Título: Fray Bentos sem desemprego
Autor: Ariel Palacios
Fonte: O Estado de São Paulo, 15/05/2006, Economia & Negócios, p. B4

Na principal avenida, a 18 de Julio, cachorros dormem nas calçadas. Na Praça da Catedral, um coreto de estilo vitoriano (orgulho dos fraybentinos, junto com o Teatro Young, uma pérola art-noveau, e os cinematográficos crepúsculos sobre o Rio Uruguai) é a plácida paisagem que os aposentados observam, enquanto bebem chimarrão. Nem sequer a chegada das megafábricas que transformarão a região no maior pólo de celulose do mundo alterou a calma da pequena cidade de 20 mil habitantes. O comércio fecha na hora do almoço, pois é imperativo praticar "la siesta".

Mas por trás da calma e da sobriedade uruguaias, o sentimento dos fraybentinos é que a instalação da Botnia e da Ence será a salvação da cidade, que amargou mais de três décadas de decadência, desde que o outrora poderoso Frigorífico Leibig - que fez de Fray Bentos a capital mundial da carne seca - fechou as portas nos anos 70. Eles acham que Fray Bentos saiu do inferno da crise direto para o paraíso - a taxa de desemprego de 18% foi zerada.

Em El Ángel, um dos poucos restaurantes da cidade, Natalia Márquez, gerente e filha do dono, afirmou ao Estado que a oposição argentina às fábricas não passa de politicagem das lideranças do outro país. A jovem disse que, graças à atividade das fábricas, sua família nunca teve tanto trabalho.

Já o prefeito Omar Lafluf lamenta a falta de compreensão dos argentinos e os piquetes, que colocaram a economia uruguaia em xeque. Segundo Lafluf, as empresas têm tecnologia de ponta. "Estamos dispostos a ter com os argentinos uma comissão bilateral de fiscalização para verificar se as empresas vão poluir. Mas eles não querem."

O motorista Fabián Lacoste é outro entusiasta. "Os ecologistas querem proteger os passarinhos. Mas os pais de família querem trabalho. Os argentinos poderiam ganhar dinheiro com as fábricas ,também", disse.

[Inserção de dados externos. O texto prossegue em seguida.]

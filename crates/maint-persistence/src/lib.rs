//! maint-persistence: implementación en disco del codec de artifacts.
//!
//! Expone `ExtensionCodec` (despacho de formato por extensión de ruta) y la
//! configuración de almacenamiento leída del entorno. El núcleo sólo conoce
//! el trait `FileCodec`; todo conocimiento de formatos vive aquí.

pub mod codec;
pub mod config;

pub use codec::ExtensionCodec;
pub use config::{init_dotenv, StorageConfig};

A única opositora ostensiva às fábricas é a professora aposentada de Literatura Delia Villalba, entusiasta militante ambientalista de 71 anos. "Virei a ovelha negra. Muitas pessoas nem me cumprimentam mais. Mas outras, que têm medo de dizer que são contra as fábricas, me parabenizam em segredo", conta.